Segundo ele era um caso de especulação que era punido pelas leis;
-
Para beneficiar uma empresa foram proibidos de navegar entre as ilhas dos
Açores os pequenos “iates do Pico”;
-
Para beneficiar uma empresa de São Miguel em regime de monopólio, os açorianos
pagavam por cada quilograma de açúcar mais três escudos do que pagariam se o
mesmo fosse importado das colónias. O pretexto era o lucro de cinco ou seis mil
cultivadores micaelenses, que pelos vistos eram mal pagos.
Salazar
era corrupto?
Na internet li o seguinte: “A corrupção consiste em receber ou oferecer vantagem
indevida para ou de outras pessoas.”
Há dias assisti a um vídeo, onde alguém perguntou a um historiador se Salazar era corrupto e a
resposta foi negativa. Segundo, ele Salazar viveu humildemente e quando morreu
a sua herança, valia, em números atuais, cerca de 50 mil euros.
Mas, não será corrupção favorecer uns grupos económicos
em relação a outros? Não será corrupção permitir lucros exorbitantes a
determinadas empresas ou a criação de monopólios para determinadas atividades?
Não será corrupção arranjar casas, empregos, para pessoas amigas ou do seu
partido? Não será corrupção intervir junto dos tribunais para salvar amigos ou
familiares de amigos?
A leitura do livro de Marco Alves, que recomendamos, dá a
conhecer como “Salazar, apesar da reputação que construiu de ser ético e
rigoroso, não se coibia de usar os privilégios do cargo e a máquina publica
para resolver os seus problemas e os de quem o rodeava.”
Bibliografia
Alves, M.(coord) (1975). O Processo das virgens- Aventuras,
venturas e desventuras sexuais em Lisboa, nos últimos anos do fascismo. Lisboa,
Fernando Ribeiro de Mello/edições Afrodite.357 pp.
Alves, M. (2023). Salazar confidencial. Porto, Ideias de
Ler. 371 pp.
Braga, T. (2024).

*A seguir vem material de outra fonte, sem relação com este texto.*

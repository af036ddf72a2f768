//! The Snowball engine run.
//!
//! One [`ValidationRun`] exists per (node, transaction), spawned by the
//! node when a transaction first turns Pending. Each round it samples
//! distinct neighbors, fans the queries out concurrently, joins on every
//! outcome, and feeds the answers that actually arrived into the Snowball
//! machine. Transport noise never aborts a run; the only exits are a final
//! decision, shutdown, or an exhausted round cap, and only the first one
//! records anything.

use std::sync::Arc;

use futures::future::join_all;
use rime_consensus::{Snowball, Tally, TransactionId};
use rime_topology::{sample_peers, NodeAddress};
use tokio::sync::watch;

use crate::peer::PeerClient;
use crate::store::DecisionStore;

pub(crate) struct ValidationRun {
    node: NodeAddress,
    tx: TransactionId,
    snowball: Snowball,
    neighbors: Arc<Vec<NodeAddress>>,
    client: Arc<dyn PeerClient>,
    store: DecisionStore,
    preference: watch::Sender<bool>,
    shutdown: watch::Receiver<bool>,
}

impl ValidationRun {
    #[allow(clippy::too_many_arguments)]
    pub(crate) fn new(
        node: NodeAddress,
        tx: TransactionId,
        snowball: Snowball,
        neighbors: Arc<Vec<NodeAddress>>,
        client: Arc<dyn PeerClient>,
        store: DecisionStore,
        preference: watch::Sender<bool>,
        shutdown: watch::Receiver<bool>,
    ) -> Self {
        Self {
            node,
            tx,
            snowball,
            neighbors,
            client,
            store,
            preference,
            shutdown,
        }
    }

    /// Drive the transaction to a decision.
    pub(crate) async fn run(mut self) {
        let mut rounds: u64 = 0;

        loop {
            if *self.shutdown.borrow() {
                tracing::debug!(node = %self.node, tx = %self.tx, "engine run cancelled");
                return;
            }
            if let Some(cap) = self.snowball.params().max_rounds {
                if rounds >= cap {
                    tracing::warn!(
                        node = %self.node,
                        tx = %self.tx,
                        rounds,
                        "round cap exhausted without convergence"
                    );
                    return;
                }
            }
            rounds += 1;

            let sample_size = self.snowball.params().sample_size;
            let sample = {
                let mut rng = rand::thread_rng();
                match sample_peers(&mut rng, self.node, &self.neighbors, sample_size) {
                    Ok(sample) => sample,
                    Err(err) => {
                        tracing::error!(node = %self.node, tx = %self.tx, %err, "sampling failed, aborting run");
                        return;
                    }
                }
            };

            let answers = join_all(
                sample
                    .iter()
                    .map(|&peer| self.client.query(peer, self.tx)),
            )
            .await;

            let mut tally = Tally::new();
            for answer in answers {
                match answer {
                    Ok(pref) => tally.record(pref),
                    // Failed queries abstain from this round's tally.
                    Err(err) => {
                        tracing::trace!(node = %self.node, tx = %self.tx, %err, "peer query dropped")
                    }
                }
            }

            let finalized = match self.snowball.record_poll(&tally) {
                Ok(finalized) => finalized,
                Err(err) => {
                    tracing::error!(node = %self.node, tx = %self.tx, %err, "poll rejected, aborting run");
                    return;
                }
            };
            let _ = self.preference.send(self.snowball.preference());

            if finalized {
                let decision = self.snowball.preference();
                tracing::info!(
                    node = %self.node,
                    tx = %self.tx,
                    decision,
                    rounds,
                    "transaction decided"
                );
                self.store.record_decision(self.tx, decision).await;
                return;
            }
        }
    }
}
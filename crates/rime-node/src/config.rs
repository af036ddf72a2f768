//! Simulation configuration.
//!
//! One immutable value constructed at startup and passed into the topology
//! builder and node constructors; there is no ambient global configuration.

use std::fmt::Debug;
use std::str::FromStr;

use rime_consensus::Parameters;

use crate::error::{Error, Result};

/// Configuration for a full simulation run.
#[derive(Debug, Clone)]
pub struct SimulationConfig {
    /// Number of nodes in the network.
    pub nodes: usize,

    /// Minimum neighbor count per node (K).
    pub min_neighbors: usize,

    /// Address (and TCP port) of the first node; the rest follow.
    pub base_port: u16,

    /// Port of the public gateway.
    pub gateway_port: u16,

    /// Neighbors sampled per round (S).
    pub sample_size: usize,

    /// Identical answers within a round needed for a candidate (Q).
    pub quorum_size: usize,

    /// Consecutive quorum wins needed to finalize (D).
    pub decision_threshold: u32,

    /// Optional cap on engine rounds; unbounded when `None`.
    pub max_rounds: Option<u64>,

    /// Validity threshold of canonical nodes.
    pub canonical_threshold: u64,

    /// Validity threshold of the malicious minority.
    pub malicious_threshold: u64,

    /// Every n-th node runs the malicious threshold; 0 disables the
    /// malicious minority entirely.
    pub malicious_stride: usize,
}

impl Default for SimulationConfig {
    fn default() -> Self {
        Self::from_env()
    }
}

impl SimulationConfig {
    /// Create config from environment variables with sensible defaults.
    pub fn from_env() -> Self {
        Self {
            nodes: parse_var("RIME_NODES", 20),
            min_neighbors: parse_var("RIME_MIN_NEIGHBORS", 6),
            base_port: parse_var("RIME_BASE_PORT", 9000),
            gateway_port: parse_var("RIME_GATEWAY_PORT", 3000),
            sample_size: parse_var("RIME_SAMPLE_SIZE", 5),
            quorum_size: parse_var("RIME_QUORUM_SIZE", 3),
            decision_threshold: parse_var("RIME_DECISION_THRESHOLD", 3),
            max_rounds: std::env::var("RIME_MAX_ROUNDS")
                .ok()
                .map(|v| v.parse().expect("invalid RIME_MAX_ROUNDS")),
            canonical_threshold: parse_var("RIME_CANONICAL_THRESHOLD", 100),
            malicious_threshold: parse_var("RIME_MALICIOUS_THRESHOLD", 20),
            malicious_stride: parse_var("RIME_MALICIOUS_STRIDE", 5),
        }
    }

    /// The Snowball parameter set shared by every node.
    pub fn parameters(&self) -> Parameters {
        let params = Parameters::new(self.sample_size, self.quorum_size, self.decision_threshold);
        match self.max_rounds {
            Some(cap) => params.with_max_rounds(cap),
            None => params,
        }
    }

    /// Reject inconsistent configurations before any construction happens.
    pub fn validate(&self) -> Result<()> {
        if self.nodes == 0 {
            return Err(Error::InvalidConfiguration("network size is zero".into()));
        }
        if self.min_neighbors >= self.nodes {
            return Err(Error::InvalidConfiguration(format!(
                "minimum neighbor count {} must be smaller than network size {}",
                self.min_neighbors, self.nodes
            )));
        }
        if self.sample_size > self.min_neighbors {
            return Err(Error::InvalidConfiguration(format!(
                "sample size {} exceeds the guaranteed neighbor count {}",
                self.sample_size, self.min_neighbors
            )));
        }
        self.parameters().validate()?;

        let ports_needed = u16::try_from(self.nodes)
            .ok()
            .and_then(|n| self.base_port.checked_add(n))
            .is_some();
        if !ports_needed {
            return Err(Error::InvalidConfiguration(format!(
                "{} nodes starting at port {} exceed the port range",
                self.nodes, self.base_port
            )));
        }
        let node_ports = self.base_port..self.base_port + self.nodes as u16;
        if node_ports.contains(&self.gateway_port) {
            return Err(Error::InvalidConfiguration(format!(
                "gateway port {} collides with the node port range",
                self.gateway_port
            )));
        }
        Ok(())
    }
}

fn parse_var<T>(key: &str, default: T) -> T
where
    T: FromStr,
    T::Err: Debug,
{
    match std::env::var(key) {
        Ok(value) => value
            .parse()
            .unwrap_or_else(|err| panic!("invalid {key}: {err:?}")),
        Err(_) => default,
    }
}
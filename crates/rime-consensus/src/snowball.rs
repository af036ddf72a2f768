//! The Snowball state machine.
//!
//! One instance exists per engine run. Every round the engine polls a
//! random sample of neighbors and feeds the answers it actually received
//! into [`Snowball::record_poll`]; dropped or failed queries simply never
//! reach the tally. Requiring `decision_threshold` *consecutive* quorum
//! wins filters out noise from a single unlucky or adversarial sample, so
//! convergence is a probabilistic property rather than a round-bounded one.

use crate::{ConsensusError, Parameters, Result};

/// Vote counts for a single polling round.
///
/// Only answers actually received are recorded; errored queries are
/// abstentions and do not appear on either side.
#[derive(Debug, Clone, Copy, Default, PartialEq, Eq)]
pub struct Tally {
    true_votes: usize,
    false_votes: usize,
}

impl Tally {
    /// An empty tally.
    pub const fn new() -> Self {
        Self {
            true_votes: 0,
            false_votes: 0,
        }
    }

    /// Record one received answer.
    pub fn record(&mut self, preference: bool) {
        if preference {
            self.true_votes += 1;
        } else {
            self.false_votes += 1;
        }
    }

    /// Votes for `true`.
    pub const fn true_votes(&self) -> usize {
        self.true_votes
    }

    /// Votes for `false`.
    pub const fn false_votes(&self) -> usize {
        self.false_votes
    }

    /// Total answers received this round.
    pub const fn responses(&self) -> usize {
        self.true_votes + self.false_votes
    }

    /// The round's candidate: `true` if it reached quorum, else `false` if
    /// it did, else no candidate.
    pub const fn candidate(&self, quorum_size: usize) -> Option<bool> {
        if self.true_votes >= quorum_size {
            Some(true)
        } else if self.false_votes >= quorum_size {
            Some(false)
        } else {
            None
        }
    }
}

/// Binary Snowball: a revisable preference hardened into a decision by
/// consecutive quorum wins.
#[derive(Debug, Clone)]
pub struct Snowball {
    params: Parameters,
    preference: bool,
    consecutive_successes: u32,
    finalized: bool,
}

impl Snowball {
    /// Create an instance seeded with an initial preference.
    pub fn new(params: Parameters, initial_preference: bool) -> Result<Self> {
        params.validate()?;
        Ok(Self {
            params,
            preference: initial_preference,
            consecutive_successes: 0,
            finalized: false,
        })
    }

    /// The parameter set this instance runs with.
    pub const fn params(&self) -> &Parameters {
        &self.params
    }

    /// The current preference. After finalization this is the decision.
    pub const fn preference(&self) -> bool {
        self.preference
    }

    /// Consecutive rounds the current preference has won quorum.
    pub const fn consecutive_successes(&self) -> u32 {
        self.consecutive_successes
    }

    /// Whether the instance has reached a final decision.
    pub const fn finalized(&self) -> bool {
        self.finalized
    }

    /// The final decision, once reached.
    pub const fn decision(&self) -> Option<bool> {
        if self.finalized {
            Some(self.preference)
        } else {
            None
        }
    }

    /// Fold one round's tally into the state machine.
    ///
    /// A candidate equal to the current preference extends the success
    /// streak; a differing candidate becomes the new preference with a
    /// streak of one; a round without quorum resets the streak to zero.
    /// Returns `true` once the decision threshold is reached.
    pub fn record_poll(&mut self, tally: &Tally) -> Result<bool> {
        if self.finalized {
            return Err(ConsensusError::AlreadyFinalized);
        }

        match tally.candidate(self.params.quorum_size) {
            Some(candidate) if candidate == self.preference => {
                self.consecutive_successes += 1;
            }
            Some(candidate) => {
                self.preference = candidate;
                self.consecutive_successes = 1;
            }
            None => {
                self.consecutive_successes = 0;
            }
        }

        if self.consecutive_successes >= self.params.decision_threshold {
            self.finalized = true;
        }
        Ok(self.finalized)
    }
}

#[cfg(test)]
mod tests {
    use super::*;
    use proptest::prelude::*;

    fn unanimous(preference: bool, count: usize) -> Tally {
        let mut tally = Tally::new();
        for _ in 0..count {
            tally.record(preference);
        }
        tally
    }

    #[test]
    fn converges_after_exactly_threshold_rounds() {
        let mut sb = Snowball::new(Parameters::new(5, 3, 3), true).expect("valid params");

        for round in 1..=3 {
            let done = sb.record_poll(&unanimous(true, 5)).expect("not finalized");
            assert_eq!(done, round == 3);
        }

        assert!(sb.finalized());
        assert_eq!(sb.decision(), Some(true));
    }

    #[test]
    fn flip_restarts_the_streak_at_one() {
        let mut sb = Snowball::new(Parameters::new(5, 3, 3), true).expect("valid params");

        sb.record_poll(&unanimous(true, 5)).expect("poll");
        sb.record_poll(&unanimous(true, 5)).expect("poll");
        assert_eq!(sb.consecutive_successes(), 2);

        sb.record_poll(&unanimous(false, 5)).expect("poll");
        assert!(!sb.preference());
        assert_eq!(sb.consecutive_successes(), 1);
        assert!(!sb.finalized());
    }

    #[test]
    fn missed_quorum_resets_the_streak_to_zero() {
        let mut sb = Snowball::new(Parameters::new(5, 3, 3), true).expect("valid params");

        sb.record_poll(&unanimous(true, 5)).expect("poll");
        sb.record_poll(&unanimous(true, 5)).expect("poll");
        assert_eq!(sb.consecutive_successes(), 2);

        // 2 vs 2 with one abstention: no side reaches quorum.
        let mut split = Tally::new();
        split.record(true);
        split.record(true);
        split.record(false);
        split.record(false);
        sb.record_poll(&split).expect("poll");

        assert_eq!(sb.consecutive_successes(), 0);
        assert!(sb.preference(), "preference survives a failed round");
    }

    #[test]
    fn abstentions_can_still_yield_a_quorum() {
        let mut sb = Snowball::new(Parameters::new(5, 3, 1), true).expect("valid params");

        // Two of five queries failed; the three answers that arrived agree.
        let done = sb.record_poll(&unanimous(true, 3)).expect("poll");
        assert!(done);
        assert_eq!(sb.decision(), Some(true));
    }

    #[test]
    fn true_wins_when_both_sides_reach_quorum() {
        // With Q ≤ S/2 both sides can hit quorum in one round; the
        // protocol checks the true side first.
        let mut sb = Snowball::new(Parameters::new(5, 2, 1), false).expect("valid params");

        let mut tally = Tally::new();
        tally.record(true);
        tally.record(true);
        tally.record(false);
        tally.record(false);
        tally.record(false);

        sb.record_poll(&tally).expect("poll");
        assert_eq!(sb.decision(), Some(true));
    }

    #[test]
    fn polls_after_finalization_are_rejected() {
        let mut sb = Snowball::new(Parameters::new(5, 3, 1), true).expect("valid params");
        sb.record_poll(&unanimous(true, 5)).expect("poll");
        assert!(sb.finalized());

        assert_eq!(
            sb.record_poll(&unanimous(true, 5)),
            Err(ConsensusError::AlreadyFinalized)
        );
    }

    #[test]
    fn invalid_parameters_rejected_at_construction() {
        assert!(Snowball::new(Parameters::new(5, 6, 3), true).is_err());
    }

    #[test]
    fn empty_tally_has_no_candidate() {
        assert_eq!(Tally::new().candidate(1), None);
    }

    proptest! {
        #[test]
        fn threshold_consecutive_wins_always_finalize(
            threshold in 1u32..10,
            preference: bool,
        ) {
            let params = Parameters::new(5, 3, threshold);
            let mut sb = Snowball::new(params, preference).expect("valid params");

            for _ in 0..threshold {
                prop_assert!(!sb.finalized());
                sb.record_poll(&unanimous(preference, 5)).expect("poll");
            }

            prop_assert!(sb.finalized());
            prop_assert_eq!(sb.decision(), Some(preference));
        }

        #[test]
        fn preference_tracks_the_last_candidate(
            rounds in proptest::collection::vec(any::<Option<bool>>(), 1..32),
        ) {
            let params = Parameters::new(5, 3, u32::MAX);
            let mut sb = Snowball::new(params, true).expect("valid params");
            let mut expected = true;

            for round in rounds {
                let tally = match round {
                    Some(pref) => unanimous(pref, 5),
                    None => Tally::new(),
                };
                sb.record_poll(&tally).expect("poll");
                if let Some(pref) = round {
                    expected = pref;
                }
                prop_assert_eq!(sb.preference(), expected);
            }
        }
    }
}
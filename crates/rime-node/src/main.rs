//! Rime node binary
//!
//! Boots a full in-process simulation: random peer topology, one HTTP node
//! per port, and the public gateway in front of them.

use std::sync::Arc;

use rime_node::{build_network, serve_network, Gateway, HttpPeerClient, SimulationConfig};
use tracing_subscriber::{layer::SubscriberExt, util::SubscriberInitExt};

#[tokio::main]
async fn main() -> Result<(), Box<dyn std::error::Error>> {
    // Initialize tracing
    tracing_subscriber::registry()
        .with(
            tracing_subscriber::EnvFilter::try_from_default_env()
                .unwrap_or_else(|_| "rime_node=info,rime=info".into()),
        )
        .with(tracing_subscriber::fmt::layer())
        .init();

    let config = SimulationConfig::from_env();
    tracing::info!(?config, "starting rime network");

    let network = build_network(&config, Arc::new(HttpPeerClient::new())).await?;
    serve_network(&network);

    let gateway = Gateway::new(network.addresses(), config.gateway_port);
    gateway.serve().await?;

    Ok(())
}
//! Rime Node - Snowball Consensus Simulation
//!
//! A network of peer nodes that independently converge on the validity of
//! proposed transactions through repeated randomized sampling, despite a
//! minority of peers judging validity by a looser (malicious) rule.
//!
//! # Architecture
//!
//! - **Store**: per-node decision state machine and append-only chain
//! - **Engine**: one Snowball sampling task per (node, transaction)
//! - **Peer clients**: the query capability, over HTTP or in-process
//! - **API**: per-node HTTP endpoints for peers and local callers
//! - **Gateway**: public entry point forwarding into the network
//!
//! # Example
//!
//! ```no_run
//! use std::sync::Arc;
//! use rime_node::{build_network, serve_network, Gateway, HttpPeerClient, SimulationConfig};
//!
//! #[tokio::main]
//! async fn main() -> Result<(), Box<dyn std::error::Error>> {
//!     let config = SimulationConfig::from_env();
//!     let network = build_network(&config, Arc::new(HttpPeerClient::new())).await?;
//!     serve_network(&network);
//!     Gateway::new(network.addresses(), config.gateway_port).serve().await?;
//!     Ok(())
//! }
//! ```

pub mod api;
pub mod config;
mod engine;
pub mod error;
pub mod gateway;
pub mod network;
pub mod node;
pub mod peer;
pub mod store;

pub use config::SimulationConfig;
pub use error::{Error, Result};
pub use gateway::Gateway;
pub use network::{build_local_network, build_network, serve_network, Network};
pub use node::Node;
pub use peer::{HttpPeerClient, LocalPeerClient, NodeRegistry, PeerClient};
pub use store::{DecisionStore, Observed};

pub use rime_consensus::{DecisionState, Parameters, TransactionId};
pub use rime_topology::NodeAddress;
//! A single peer node.
//!
//! Owns the decision store, answers validation queries from local callers
//! and remote peers, and spawns one engine run per newly observed
//! transaction. Queries never block on convergence: the synchronous answer
//! is the node's live best-known preference, while the authoritative
//! decision lands in the store later.

use std::collections::HashMap;
use std::sync::Arc;

use rime_consensus::{Parameters, Snowball, TransactionId};
use rime_topology::NodeAddress;
use tokio::sync::{watch, RwLock};

use crate::api;
use crate::engine::ValidationRun;
use crate::error::{Error, Result};
use crate::peer::PeerClient;
use crate::store::{DecisionStore, Observed};

/// A peer node instance.
pub struct Node {
    addr: NodeAddress,
    neighbors: Arc<Vec<NodeAddress>>,
    validity_threshold: u64,
    params: Parameters,
    store: DecisionStore,
    client: Arc<dyn PeerClient>,
    live_preferences: RwLock<HashMap<TransactionId, watch::Receiver<bool>>>,
    shutdown: watch::Sender<bool>,
}

impl std::fmt::Debug for Node {
    fn fmt(&self, f: &mut std::fmt::Formatter<'_>) -> std::fmt::Result {
        f.debug_struct("Node")
            .field("addr", &self.addr)
            .field("neighbors", &self.neighbors)
            .field("validity_threshold", &self.validity_threshold)
            .field("params", &self.params)
            .finish_non_exhaustive()
    }
}

impl Node {
    /// Create a node.
    ///
    /// Fails fast when the parameters are inconsistent or the neighbor set
    /// cannot support the configured sample size; neither is checked again
    /// at request time.
    pub async fn new(
        addr: NodeAddress,
        neighbors: Vec<NodeAddress>,
        validity_threshold: u64,
        params: Parameters,
        client: Arc<dyn PeerClient>,
    ) -> Result<Arc<Self>> {
        params.validate().map_err(Error::Consensus)?;
        if neighbors.len() < params.sample_size {
            return Err(Error::InsufficientNeighbors {
                node: addr,
                degree: neighbors.len(),
                sample_size: params.sample_size,
            });
        }

        let (shutdown, _) = watch::channel(false);
        Ok(Arc::new(Self {
            addr,
            neighbors: Arc::new(neighbors),
            validity_threshold,
            params,
            store: DecisionStore::new(),
            client,
            live_preferences: RwLock::new(HashMap::new()),
            shutdown,
        }))
    }

    /// This node's address.
    pub fn addr(&self) -> NodeAddress {
        self.addr
    }

    /// This node's neighbor set.
    pub fn neighbors(&self) -> &[NodeAddress] {
        &self.neighbors
    }

    /// The validity threshold this node judges fresh transactions by.
    pub fn validity_threshold(&self) -> u64 {
        self.validity_threshold
    }

    /// A fresh transaction's preference under this node's validity rule.
    pub fn initial_preference(&self, tx: TransactionId) -> bool {
        tx.value() >= self.validity_threshold
    }

    /// Answer a validation query from a local caller or a sampling peer.
    ///
    /// Decided transactions answer with their decision; a first encounter
    /// seeds and starts the one engine run for the transaction and answers
    /// with the seed; a transaction already in flight answers with the
    /// run's current preference.
    pub async fn handle_query(&self, tx: TransactionId) -> bool {
        match self.store.observe(tx).await {
            Observed::Decided(decision) => decision,
            Observed::NewlyPending => {
                let seed = self.initial_preference(tx);
                self.spawn_engine(tx, seed).await;
                seed
            }
            Observed::AlreadyPending => self.current_preference(tx).await,
        }
    }

    /// Submit a transaction to the network through this node.
    pub async fn create_transaction(&self, tx: TransactionId) {
        match self.store.observe(tx).await {
            Observed::Decided(decision) => {
                tracing::debug!(node = %self.addr, %tx, decision, "transaction already decided");
            }
            Observed::AlreadyPending => {
                tracing::debug!(node = %self.addr, %tx, "validation already in flight");
            }
            Observed::NewlyPending => {
                tracing::info!(node = %self.addr, %tx, "new transaction, sampling the network");
                let seed = self.initial_preference(tx);
                self.spawn_engine(tx, seed).await;
            }
        }
    }

    /// The final decision for a transaction, once reached.
    pub async fn decision(&self, tx: TransactionId) -> Option<bool> {
        self.store.decision(tx).await
    }

    /// Snapshot of this node's chain in local acceptance order.
    pub async fn chain(&self) -> Vec<TransactionId> {
        self.store.chain().await
    }

    /// Cancel every in-flight engine run; none of them records a decision.
    pub fn shutdown(&self) {
        let _ = self.shutdown.send(true);
    }

    /// Serve this node's HTTP API on its address.
    pub async fn serve(self: Arc<Self>) -> Result<()> {
        let addr = self.addr;
        let listener = tokio::net::TcpListener::bind(("127.0.0.1", addr.value())).await?;
        tracing::info!(node = %addr, "node listening");
        axum::serve(listener, api::build_router(self)).await?;
        Ok(())
    }

    async fn current_preference(&self, tx: TransactionId) -> bool {
        match self.live_preferences.read().await.get(&tx) {
            Some(preference) => *preference.borrow(),
            None => self.initial_preference(tx),
        }
    }

    async fn spawn_engine(&self, tx: TransactionId, seed: bool) {
        let snowball = match Snowball::new(self.params, seed) {
            Ok(snowball) => snowball,
            Err(err) => {
                tracing::error!(node = %self.addr, %tx, %err, "engine rejected validated parameters");
                return;
            }
        };

        let (preference, live) = watch::channel(seed);
        self.live_preferences.write().await.insert(tx, live);

        let run = ValidationRun::new(
            self.addr,
            tx,
            snowball,
            Arc::clone(&self.neighbors),
            Arc::clone(&self.client),
            self.store.clone(),
            preference,
            self.shutdown.subscribe(),
        );
        tokio::spawn(run.run());
    }
}
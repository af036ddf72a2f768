//! Rime Consensus
//!
//! The pure Snowball state machine: repeated randomized polls, quorum
//! tallying, and a consecutive-success threshold that turns a node's
//! revisable preference into a final decision.
//!
//! This crate is deliberately free of I/O and clocks. The engine that
//! samples peers lives in `rime-node`; it feeds each round's [`Tally`] into
//! [`Snowball::record_poll`] and reads back preference and finality. That
//! split lets the algorithm be tested exhaustively with plain unit tests.

mod decision;
mod params;
mod snowball;

pub use decision::{DecisionState, TransactionId};
pub use params::Parameters;
pub use snowball::{Snowball, Tally};

use thiserror::Error;

/// Result type for consensus operations.
pub type Result<T> = std::result::Result<T, ConsensusError>;

/// Errors from the consensus state machine.
#[derive(Debug, Error, Clone, PartialEq, Eq)]
pub enum ConsensusError {
    /// The parameter set is internally inconsistent.
    #[error("invalid parameters: {0}")]
    InvalidParameters(String),

    /// A poll was recorded after the instance already finalized.
    #[error("consensus instance already finalized")]
    AlreadyFinalized,
}
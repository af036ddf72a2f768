//! Per-transaction decision lifecycle.

use std::fmt;

/// Opaque comparable identifier for a value to be validated.
///
/// Validity is judged by comparing the raw value against a node's validity
/// threshold; the core imposes no uniqueness constraint beyond identity.
#[derive(Debug, Clone, Copy, PartialEq, Eq, PartialOrd, Ord, Hash)]
#[cfg_attr(feature = "serde", derive(serde::Serialize, serde::Deserialize))]
pub struct TransactionId(pub u64);

impl TransactionId {
    /// Create from a raw value.
    #[inline]
    pub const fn new(value: u64) -> Self {
        Self(value)
    }

    /// Get the raw value.
    #[inline]
    pub const fn value(&self) -> u64 {
        self.0
    }
}

impl fmt::Display for TransactionId {
    fn fmt(&self, f: &mut fmt::Formatter<'_>) -> fmt::Result {
        write!(f, "{}", self.0)
    }
}

/// Lifecycle of one (node, transaction) pair.
///
/// Transitions are monotonic: `Unseen → Pending → {Accepted, Rejected}`.
/// Once terminal, a pair never changes again. Each node holds an
/// independent copy of this state; there is no shared global decision.
#[derive(Debug, Clone, Copy, PartialEq, Eq, Default)]
pub enum DecisionState {
    /// The node has never observed the transaction.
    #[default]
    Unseen,
    /// An engine run is in flight for the transaction.
    Pending,
    /// Finalized as valid; the transaction joined the node's chain.
    Accepted,
    /// Finalized as invalid.
    Rejected,
}

impl DecisionState {
    /// The terminal state for a boolean decision.
    pub const fn from_decision(accepted: bool) -> Self {
        if accepted {
            Self::Accepted
        } else {
            Self::Rejected
        }
    }

    /// Whether this state is `Accepted` or `Rejected`.
    pub const fn is_terminal(&self) -> bool {
        matches!(self, Self::Accepted | Self::Rejected)
    }

    /// The decision carried by a terminal state, `None` otherwise.
    pub const fn decision(&self) -> Option<bool> {
        match self {
            Self::Accepted => Some(true),
            Self::Rejected => Some(false),
            Self::Unseen | Self::Pending => None,
        }
    }

    /// Whether the monotonic lifecycle permits moving to `next`.
    pub const fn can_transition_to(&self, next: Self) -> bool {
        matches!(
            (self, next),
            (Self::Unseen, Self::Pending)
                | (Self::Pending, Self::Accepted)
                | (Self::Pending, Self::Rejected)
        )
    }
}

Resistência e Liberdade-Dicionário de
opositores ao Estado Novo. Ponta Delgada, Letras Lavadas. 89 pp.
Carvalho, I. (2020). Memórias da Luta Clandestina. Cabo
Verde, Edição da família. 355 pp.
Dionísio, J. (2023). Massacres na guerra colonial. Lisboa,
Espaço Ulmeiro. 69 pp.
Fernandes, A. (1961). Elementos Práticos de Legislação
Escolar. Braga, Livraria Cruz.
439 pp.
Júnior, C. (1933). Anuário do Professor 1933-ano I. Fail,
Correio da Horta. 232 pp.
Pacheco, C. (1961). As cinco desgraças do Arquipélago dos
Açores. Ponta Delgada, Edição da Família. 87 pp.
Rodrigues, M. (1974). Tarrafal aldeia da morte- o diário da
B5. Porto, Brasília Editora. 327 pp.
Rosas, F., Sizifredo, C. (2013). A perseguição aos
professores. Lisboa, Tinta da China. 143 pp.